The only instinct that works in the populist’s favor is xenophobia. The impulse to ban travel from other countries is the right one. You can’t do that too soon, in a pandemic—although you can screw it up royally, as the Trump Administration did, rendering the effort not merely pointless but actively counterproductive, turning our airports into a case study that will fascinate and horrify scholars of infectious disease for the next thousand years.

It’s too soon to say, but if I had to bet, I’d predict, a priori, that countries led by populists—or with a large populist presence in their government—will fare worse in this pandemic than those led by bland, sober technocrats who graduated from elite universities.

We will see.

Claire Berlinski is the co-founder and editor of the Cosmpolitan Globalist.

4 Comments on "POPULISM AND PANDEMICS"

  1. David Gillie | March 23, 2020 at 6:37 pm | Reply

    I don’t share your opinions on expertise. Much of what Trump has said, came from expertise. The million tests in a week? From a deputy director of CDC. Testing? The FDC screwed that up when they allowed only the CDC to distribute tests which did not work. And now? 4-5 days to get the tests back, even though a private company in South Korea developed an automatic test through artifical intelligence quickly. Our bureaucratic structure couldn’t respond fast enough. My critique? He is not the man to restructure the federal government in ways that need to be done.

    Dr. Fauci says Trump listens.

    • David Gillie | March 23, 2020 at 6:44 pm | Reply

      And another observation: The Asian city-states and country have a more hierarchical structure in which the population is more likely to obey than in the States and Western world. I can identify people’s occupation and education by either they’re an artist or economist through how they argue and react. Lots of of artists losing their minds out there.
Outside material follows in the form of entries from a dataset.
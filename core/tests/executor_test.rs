//! Integration tests for request execution against a mock API.

#![allow(clippy::unwrap_used)]

use serde::Deserialize;
use serde_json::json;
use ticketing_sdk_core::{
    ApiContext, ApiError, ApiRequest, ApiRequestExecutor, AuthenticationService, ClientSettings,
    Environment, StatusCode,
};
use wiremock::matchers::{body_json, header, header_exists, method, path, query_param};
use wiremock::{Mock, MockServer, ResponseTemplate};

#[derive(Debug, Deserialize, PartialEq)]
struct Venue {
    id: String,
    title: String,
}

fn executor(context: ApiContext) -> ApiRequestExecutor {
    ApiRequestExecutor::new(
        context.into_shared(),
        "venue",
        "venue-service.tickets-api.io",
        &ClientSettings::default(),
    )
    .unwrap()
}

fn anonymous(server: &MockServer) -> ApiContext {
    ApiContext::new(Environment::Qa).with_base_url(server.uri())
}

#[tokio::test]
async fn test_raw_payload_with_context_headers() {
    let server = MockServer::start().await;
    Mock::given(method("GET"))
        .and(path("/api/venues/199"))
        .and(query_param("expand", "address"))
        .and(header("x-affiliate-id", "partner"))
        .and(header("x-market", "london"))
        .and(header("x-correlation-id", "corr-1"))
        .and(header("accept", "application/json"))
        .respond_with(
            ResponseTemplate::new(200).set_body_json(json!({"id": "199", "title": "Apollo"})),
        )
        .expect(1)
        .mount(&server)
        .await;

    let exec = executor(
        anonymous(&server)
            .with_affiliate("partner")
            .with_market("london")
            .with_correlation_id("corr-1"),
    );
    let venue: Venue = exec
        .execute(ApiRequest::get("/api/venues/199").query("expand", "address"))
        .await
        .unwrap();

    assert_eq!(venue, Venue { id: "199".to_string(), title: "Apollo".to_string() });
}

#[tokio::test]
async fn test_generated_correlation_id() {
    let server = MockServer::start().await;
    Mock::given(method("GET"))
        .and(path("/ping"))
        .and(header_exists("x-correlation-id"))
        .respond_with(ResponseTemplate::new(204))
        .expect(1)
        .mount(&server)
        .await;

    executor(anonymous(&server))
        .execute_empty(ApiRequest::get("ping"))
        .await
        .unwrap();
}

#[tokio::test]
async fn test_wrapped_payload_and_missing_payload() {
    let server = MockServer::start().await;
    Mock::given(method("GET"))
        .and(path("/venues/1"))
        .respond_with(ResponseTemplate::new(200).set_body_json(json!({
            "request": {"urlParams": {"id": "1"}},
            "response": {"id": "1", "title": "Lyceum"},
            "context": null
        })))
        .mount(&server)
        .await;
    Mock::given(method("GET"))
        .and(path("/venues/2"))
        .respond_with(ResponseTemplate::new(200).set_body_json(json!({
            "response": null,
            "context": {"errors": [{"message": "Venue is archived"}]}
        })))
        .mount(&server)
        .await;

    let exec = executor(anonymous(&server));
    let venue: Venue = exec.execute_api_response(ApiRequest::get("venues/1")).await.unwrap();
    assert_eq!(venue.title, "Lyceum");

    let error = exec
        .execute_api_response::<Venue>(ApiRequest::get("venues/2"))
        .await
        .unwrap_err();
    assert!(matches!(
        error,
        ApiError::MissingPayload { ref message, .. } if message == "Venue is archived"
    ));
}

#[tokio::test]
async fn test_wrapped_empty_body_is_missing_payload() {
    let server = MockServer::start().await;
    Mock::given(method("PATCH"))
        .and(path("/venues/1"))
        .respond_with(ResponseTemplate::new(204))
        .expect(2)
        .mount(&server)
        .await;

    let exec = executor(anonymous(&server));
    let error = exec
        .execute_api_response::<serde_json::Value>(ApiRequest::patch("venues/1"))
        .await
        .unwrap_err();
    assert!(matches!(
        error,
        ApiError::MissingPayload { ref message, .. } if message == "empty body"
    ));

    exec.execute_empty(ApiRequest::patch("venues/1")).await.unwrap();
}

#[tokio::test]
async fn test_data_envelope() {
    let server = MockServer::start().await;
    Mock::given(method("GET"))
        .and(path("/locations"))
        .respond_with(
            ResponseTemplate::new(200).set_body_json(json!({"data": ["London", "New York"]})),
        )
        .mount(&server)
        .await;

    let locations: Vec<String> = executor(anonymous(&server))
        .execute_data(ApiRequest::get("locations"))
        .await
        .unwrap();
    assert_eq!(locations, vec!["London", "New York"]);
}

#[tokio::test]
async fn test_failure_is_translated_with_parsed_body() {
    let server = MockServer::start().await;
    Mock::given(method("GET"))
        .and(path("/baskets/XYZ"))
        .respond_with(
            ResponseTemplate::new(404)
                .insert_header("x-correlation-id", "srv-42")
                .set_body_json(json!({"context": {"errors": [
                    {"code": "notFound", "message": "Basket XYZ not found"}
                ]}})),
        )
        .mount(&server)
        .await;

    let exec = executor(anonymous(&server));
    let error = exec
        .execute_with::<serde_json::Value, _>(ApiRequest::get("baskets/XYZ"), |failure| {
            ApiError::BasketNotFound {
                basket_reference: "XYZ".to_string(),
                source: Box::new(failure),
            }
        })
        .await
        .unwrap_err();

    assert!(matches!(
        error,
        ApiError::BasketNotFound { ref basket_reference, .. } if basket_reference == "XYZ"
    ));
    assert_eq!(error.status(), Some(StatusCode::NOT_FOUND));
    assert_eq!(error.message(), "Basket XYZ not found");
    let failure = error.http_failure().unwrap();
    assert_eq!(failure.correlation_id.as_deref(), Some("srv-42"));
    assert!(failure.url.ends_with("/baskets/XYZ"));
    assert!(failure.error_body.has_code("notFound"));
}

#[tokio::test]
async fn test_invalid_json_is_deserialization_error() {
    let server = MockServer::start().await;
    Mock::given(method("GET"))
        .and(path("/venues"))
        .respond_with(ResponseTemplate::new(200).set_body_string("<html>oops</html>"))
        .mount(&server)
        .await;

    let error = executor(anonymous(&server))
        .execute::<Vec<Venue>>(ApiRequest::get("venues"))
        .await
        .unwrap_err();
    assert!(matches!(error, ApiError::Deserialization { .. }));
    assert_eq!(error.response_body(), Some("<html>oops</html>"));
}

#[tokio::test]
async fn test_logs_in_before_authenticated_request() {
    let server = MockServer::start().await;
    Mock::given(method("POST"))
        .and(path("/login"))
        .and(body_json(json!({"username": "admin", "password": "secret"})))
        .respond_with(ResponseTemplate::new(200).set_body_json(json!({"token": "jwt-1"})))
        .expect(1)
        .mount(&server)
        .await;
    Mock::given(method("PATCH"))
        .and(path("/venues/1"))
        .and(header("authorization", "Bearer jwt-1"))
        .respond_with(
            ResponseTemplate::new(200).set_body_json(json!({"id": "1", "title": "Palladium"})),
        )
        .expect(2)
        .mount(&server)
        .await;

    let exec = executor(anonymous(&server).with_credentials("admin", "secret"));
    for _ in 0..2 {
        let request = ApiRequest::patch("venues/1")
            .json(&json!({"title": "Palladium"}))
            .unwrap()
            .authenticated();
        let venue: Venue = exec.execute(request).await.unwrap();
        assert_eq!(venue.title, "Palladium");
    }

    assert_eq!(exec.context().read().await.access_token.as_deref(), Some("jwt-1"));
}

#[tokio::test]
async fn test_expired_token_triggers_single_relogin() {
    let server = MockServer::start().await;
    Mock::given(method("GET"))
        .and(path("/orders/9"))
        .and(header("authorization", "Bearer stale"))
        .respond_with(
            ResponseTemplate::new(401).set_body_json(json!({"message": "Token has expired"})),
        )
        .expect(1)
        .mount(&server)
        .await;
    Mock::given(method("POST"))
        .and(path("/login"))
        .respond_with(ResponseTemplate::new(200).set_body_json(json!({"token": "fresh"})))
        .expect(1)
        .mount(&server)
        .await;
    Mock::given(method("GET"))
        .and(path("/orders/9"))
        .and(header("authorization", "Bearer fresh"))
        .respond_with(ResponseTemplate::new(200).set_body_json(json!({"id": "9"})))
        .expect(1)
        .mount(&server)
        .await;

    let mut context = anonymous(&server).with_credentials("admin", "secret");
    context.access_token = Some("stale".to_string());
    let exec = executor(context);

    let order: serde_json::Value = exec
        .execute(ApiRequest::get("orders/9").authenticated())
        .await
        .unwrap();
    assert_eq!(order["id"], "9");
}

#[tokio::test]
async fn test_relogin_retries_only_once() {
    let server = MockServer::start().await;
    Mock::given(method("GET"))
        .and(path("/orders/9"))
        .respond_with(
            ResponseTemplate::new(401).set_body_json(json!({"message": "Token has expired"})),
        )
        .expect(2)
        .mount(&server)
        .await;
    Mock::given(method("POST"))
        .and(path("/login"))
        .respond_with(ResponseTemplate::new(200).set_body_json(json!({"token": "fresh"})))
        .expect(1)
        .mount(&server)
        .await;

    let mut context = anonymous(&server).with_credentials("admin", "secret");
    context.access_token = Some("stale".to_string());
    let exec = executor(context);

    let error = exec
        .execute::<serde_json::Value>(ApiRequest::get("orders/9").authenticated())
        .await
        .unwrap_err();
    assert!(matches!(error, ApiError::AccessTokenExpired { .. }));
    assert_eq!(exec.context().read().await.access_token.as_deref(), Some("fresh"));
}

#[tokio::test]
async fn test_predefined_token_expiry_is_not_retried() {
    let server = MockServer::start().await;
    Mock::given(method("GET"))
        .and(path("/orders/9"))
        .respond_with(ResponseTemplate::new(401).set_body_json(json!({"error": "jwt expired"})))
        .expect(1)
        .mount(&server)
        .await;

    let error = executor(anonymous(&server).with_access_token("given"))
        .execute::<serde_json::Value>(ApiRequest::get("orders/9").authenticated())
        .await
        .unwrap_err();

    assert!(matches!(error, ApiError::AccessTokenExpired { .. }));
    assert_eq!(error.message(), "jwt expired");
}

#[tokio::test]
async fn test_api_key_header() {
    let server = MockServer::start().await;
    Mock::given(method("GET"))
        .and(path("/products"))
        .and(header("x-api-key", "key-123"))
        .respond_with(ResponseTemplate::new(200).set_body_json(json!([])))
        .expect(1)
        .mount(&server)
        .await;

    let products: Vec<serde_json::Value> = executor(anonymous(&server).with_api_key("key-123"))
        .execute(ApiRequest::get("products").authenticated())
        .await
        .unwrap();
    assert!(products.is_empty());
}

#[tokio::test]
async fn test_unauthorized_api_key_is_not_token_expiry() {
    let server = MockServer::start().await;
    Mock::given(method("GET"))
        .and(path("/products"))
        .respond_with(ResponseTemplate::new(401))
        .expect(1)
        .mount(&server)
        .await;

    let error = executor(anonymous(&server).with_api_key("revoked"))
        .execute::<serde_json::Value>(ApiRequest::get("products").authenticated())
        .await
        .unwrap_err();
    assert!(matches!(error, ApiError::Http(_)));
    assert_eq!(error.status(), Some(StatusCode::UNAUTHORIZED));
}

#[tokio::test]
async fn test_missing_credentials_fail_before_sending() {
    let server = MockServer::start().await;
    Mock::given(method("DELETE"))
        .respond_with(ResponseTemplate::new(200))
        .expect(0)
        .mount(&server)
        .await;

    let error = executor(anonymous(&server))
        .execute_empty(ApiRequest::delete("baskets/1").authenticated())
        .await
        .unwrap_err();
    assert!(matches!(error, ApiError::NotAuthenticated(_)));
}

#[tokio::test]
async fn test_authentication_service_lifecycle() {
    let server = MockServer::start().await;
    Mock::given(method("POST"))
        .and(path("/login"))
        .respond_with(ResponseTemplate::new(200).set_body_json(json!({"token": "jwt-7"})))
        .mount(&server)
        .await;

    let auth = AuthenticationService::new(executor(
        anonymous(&server).with_credentials("admin", "secret"),
    ));
    assert!(!auth.is_authenticated().await);

    assert_eq!(auth.authenticate().await.unwrap(), "jwt-7");
    assert!(auth.is_authenticated().await);

    auth.logout().await;
    assert!(!auth.is_authenticated().await);
}

#[tokio::test]
async fn test_rejected_login() {
    let server = MockServer::start().await;
    Mock::given(method("POST"))
        .and(path("/login"))
        .respond_with(
            ResponseTemplate::new(401).set_body_json(json!({"message": "Invalid credentials"})),
        )
        .mount(&server)
        .await;

    let auth = AuthenticationService::new(executor(
        anonymous(&server).with_credentials("admin", "wrong"),
    ));
    let error = auth.authenticate().await.unwrap_err();
    assert!(matches!(
        error,
        ApiError::NotAuthenticated(ref m) if m.contains("Invalid credentials")
    ));

    let auth = AuthenticationService::new(executor(anonymous(&server).with_api_key("k")));
    assert!(matches!(auth.authenticate().await, Err(ApiError::InvalidArgument(_))));
}

#[tokio::test]
async fn test_transport_error() {
    let exec = executor(ApiContext::new(Environment::Dev).with_base_url("http://127.0.0.1:1"));
    let error = exec
        .execute::<serde_json::Value>(ApiRequest::get("venues"))
        .await
        .unwrap_err();
    assert!(matches!(error, ApiError::Transport { .. }));
    assert!(error.status().is_none());
}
      • Several factors: Taiwan, Singapore, South Korea, and Japan have much stronger central governments. Taiwan is barely a generation past essentially martial law. Singapore is notably draconian. Japan’s PM may order anything the people and parliament will tolerate. South Korea has never balked at using the police and military to enforce a government dictate. I’d rather say that federal republics respond at convoy speed.

  2. David Eggleston | March 23, 2020 at 7:31 pm | Reply

    Thank you for signaling the clarion call, Claire. I’m amazed by the number of people who think it’s a hoax, a joke, or just won’t get them.